I’m always loathe to report on small studies that make big claims, but there seem to be so many proven benefits to staying active throughout one’s life that the latest research due to be published in the journal American Academy of Neurology is worthy of a mention. Researchers at Rush University Medical Center shows that daily physical activity may reduce the risk of cognitive decline and developing Alzheimer’s disease even in people over the age of 80 years.
“The results of our study indicate that all physical activities including exercise as well as other activities such as cooking, washing the dishes, and cleaning are associated with a reduced risk of Alzheimer’s disease,” says lead author Aron Buchman of Rush.
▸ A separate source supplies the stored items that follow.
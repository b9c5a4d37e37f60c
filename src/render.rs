//! SVG charts: points distribution pie and contributions bar chart.

use crate::aggregate::ScoreBoard;
use crate::error::Result;
use crate::model::{ContributorRecord, OpenIssue};
use std::f64::consts::PI;
use std::fmt::Write as _;
use std::path::{Path, PathBuf};

const WIDTH: f64 = 1000.0;
const HEIGHT: f64 = 500.0;
const START_ANGLE_DEG: f64 = 140.0;
const PALETTE: [&str; 10] = [
    "#1f77b4", "#ff7f0e", "#2ca02c", "#d62728", "#9467bd", "#8c564b", "#e377c2", "#7f7f7f",
    "#bcbd22", "#17becf",
];

/// `<dir>/<stem><suffix>` for a CSV path.
pub fn chart_path(csv_path: &Path, suffix: &str) -> PathBuf {
    let stem = csv_path
        .file_stem()
        .map(|s| s.to_string_lossy().to_string())
        .unwrap_or_default();
    csv_path.with_file_name(format!("{stem}{suffix}.svg"))
}

pub fn write_distribution_chart(path: &Path, board: &ScoreBoard, issues: &[OpenIssue]) -> Result<()> {
    std::fs::write(path, distribution_svg(board, issues))?;
    Ok(())
}

pub fn write_contributions_chart(path: &Path, contributors: &[ContributorRecord], repo: &str) -> Result<()> {
    std::fs::write(path, contributions_svg(contributors, repo))?;
    Ok(())
}

pub fn distribution_svg(board: &ScoreBoard, issues: &[OpenIssue]) -> String {
    let mut svg = open_document();
    text(&mut svg, 20.0, 30.0, 16.0, "start", "Contribution Points Distribution");

    let (cx, cy, r) = (WIDTH / 2.0, HEIGHT / 2.0 - 10.0, 150.0);
    let total = board.total_points();

    if total == 0 {
        text(&mut svg, cx, cy, 14.0, "middle", "No contribution points recorded");
    } else {
        let mut start = START_ANGLE_DEG;
        for (i, entry) in board.entries().iter().enumerate() {
            let share = entry.points as f64 / total as f64;
            let sweep = share * 360.0;
            let end = start + sweep;
            let color = PALETTE[i % PALETTE.len()];

            if entry.points == total {
                // a lone arc with equal endpoints draws nothing
                let _ = writeln!(svg, r#"<circle cx="{cx:.2}" cy="{cy:.2}" r="{r:.2}" fill="{color}"/>"#);
            } else {
                let (x1, y1) = polar(cx, cy, r, start);
                let (x2, y2) = polar(cx, cy, r, end);
                let large_arc = if sweep > 180.0 { 1 } else { 0 };
                // sweep-flag 0: counter-clockwise on screen
                let _ = writeln!(
                    svg,
                    r#"<path d="M {cx:.2} {cy:.2} L {x1:.2} {y1:.2} A {r:.2} {r:.2} 0 {large_arc} 0 {x2:.2} {y2:.2} Z" fill="{color}"/>"#
                );
            }

            let mid = start + sweep / 2.0;
            let (px, py) = polar(cx, cy, r * 0.6, mid);
            text(&mut svg, px, py, 11.0, "middle", &format!("{:.1}%", share * 100.0));

            let (lx, ly) = polar(cx, cy, r * 1.1, mid);
            let anchor = if lx >= cx { "start" } else { "end" };
            text(&mut svg, lx, ly, 11.0, anchor, &entry.label());

            start = end;
        }
    }

    issues_block(&mut svg, issues);
    svg.push_str("</svg>\n");
    svg
}

fn issues_block(svg: &mut String, issues: &[OpenIssue]) {
    let line_height = 11.0;
    let lines: Vec<String> = std::iter::once("Open Issues:".to_string())
        .chain(issues.iter().map(|i| format!("- {} (#{})", i.title, i.number)))
        .collect();

    let mut y = HEIGHT - 10.0 - line_height * (lines.len() as f64 - 1.0);
    for line in &lines {
        text(svg, 20.0, y, 9.0, "start", line);
        y += line_height;
    }
}

pub fn contributions_svg(contributors: &[ContributorRecord], repo: &str) -> String {
    let mut svg = open_document();
    text(&mut svg, WIDTH / 2.0, 30.0, 16.0, "middle", &format!("{repo} Contributors"));

    let (left, right, top, bottom) = (80.0, WIDTH - 30.0, 60.0, HEIGHT - 70.0);
    let plot_height = bottom - top;

    let _ = writeln!(
        svg,
        r#"<line x1="{left}" y1="{bottom}" x2="{right}" y2="{bottom}" stroke="black"/>"#
    );
    let _ = writeln!(
        svg,
        r#"<line x1="{left}" y1="{top}" x2="{left}" y2="{bottom}" stroke="black"/>"#
    );

    let max = contributors.iter().map(|c| c.contributions).max().unwrap_or(0);
    let scale_max = nice_ceiling(max);

    for tick in ticks(scale_max) {
        let y = bottom - plot_height * tick as f64 / scale_max as f64;
        let _ = writeln!(
            svg,
            r#"<line x1="{:.2}" y1="{y:.2}" x2="{left}" y2="{y:.2}" stroke="black"/>"#,
            left - 5.0
        );
        text(&mut svg, left - 8.0, y + 4.0, 10.0, "end", &tick.to_string());
    }

    if !contributors.is_empty() {
        let slot = (right - left) / contributors.len() as f64;
        let bar_width = slot * 0.8;
        for (i, contributor) in contributors.iter().enumerate() {
            let x = left + slot * i as f64 + (slot - bar_width) / 2.0;
            let h = plot_height * contributor.contributions as f64 / scale_max as f64;
            let y = bottom - h;
            let _ = writeln!(
                svg,
                r#"<rect x="{x:.2}" y="{y:.2}" width="{bar_width:.2}" height="{h:.2}" fill="{}"/>"#,
                PALETTE[0]
            );
            let center = x + bar_width / 2.0;
            text(&mut svg, center, y - 4.0, 11.0, "middle", &contributor.contributions.to_string());
            text(&mut svg, center, bottom + 16.0, 10.0, "middle", &contributor.login);
        }
    }

    text(&mut svg, (left + right) / 2.0, HEIGHT - 25.0, 12.0, "middle", "Contributors");
    let _ = writeln!(
        svg,
        r#"<text x="20" y="{:.2}" font-size="12" text-anchor="middle" transform="rotate(-90 20 {:.2})">Number of Contributions</text>"#,
        (top + bottom) / 2.0,
        (top + bottom) / 2.0
    );

    svg.push_str("</svg>\n");
    svg
}

fn open_document() -> String {
    let mut svg = String::new();
    let _ = writeln!(
        svg,
        r#"<svg xmlns="http://www.w3.org/2000/svg" width="{WIDTH}" height="{HEIGHT}" viewBox="0 0 {WIDTH} {HEIGHT}" font-family="sans-serif">"#
    );
    let _ = writeln!(svg, r#"<rect width="100%" height="100%" fill="white"/>"#);
    svg
}

fn text(svg: &mut String, x: f64, y: f64, size: f64, anchor: &str, content: &str) {
    let _ = writeln!(
        svg,
        r#"<text x="{x:.2}" y="{y:.2}" font-size="{size}" text-anchor="{anchor}">{}</text>"#,
        escape(content)
    );
}

/// Angles in degrees, counter-clockwise from the positive x axis.
fn polar(cx: f64, cy: f64, r: f64, degrees: f64) -> (f64, f64) {
    let rad = degrees * PI / 180.0;
    (cx + r * rad.cos(), cy - r * rad.sin())
}

fn nice_ceiling(max: u64) -> u64 {
    if max == 0 {
        return 1;
    }
    let step = tick_step(max);
    max.div_ceil(step).saturating_mul(step)
}

fn tick_step(max: u64) -> u64 {
    let mut magnitude = 1;
    loop {
        for factor in [1, 2, 5] {
            let step = magnitude * factor;
            if max / step <= 10 {
                return step;
            }
        }
        magnitude *= 10;
    }
}

fn ticks(scale_max: u64) -> Vec<u64> {
    let step = tick_step(scale_max);
    (0..=scale_max / step).map(|i| i * step).collect()
}

pub fn escape(raw: &str) -> String {
    let mut out = String::with_capacity(raw.len());
    for c in raw.chars() {
        match c {
            '&' => out.push_str("&amp;"),
            '<' => out.push_str("&lt;"),
            '>' => out.push_str("&gt;"),
            '"' => out.push_str("&quot;"),
            '\'' => out.push_str("&apos;"),
            _ => out.push(c),
        }
    }
    out
}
The team monitored daily activity among 716 seniors without apparent dementia with an average age of 82 using an actigraph during a period of ten days. Over the course of 3.5 years follow-up, the recorded 71 cases of Alzheimer’s disease but found that in the lower 10% of daily physical activity (as measured by that ten day test period) the least active had a relative risk 2.3 times that of the active volunteers in the top 10%. So, yes it’s a small-scale study, it determined activity only over a ten-day period as baseline and assumed that the participants maintained that level of activity over the 3.5 average follow-up period. It also ignores any prior lifetime activity and many other factors that could affect risk.
Nevertheless, the research is somewhat encouraging and if it persuades seniors to stay active then they will gain from the other benefits of physical activity in their latter years too. Previously, Buchman and colleagues have correlated body mass index and blood haemoglobin levels with Alzheimer’s risk in the elderly.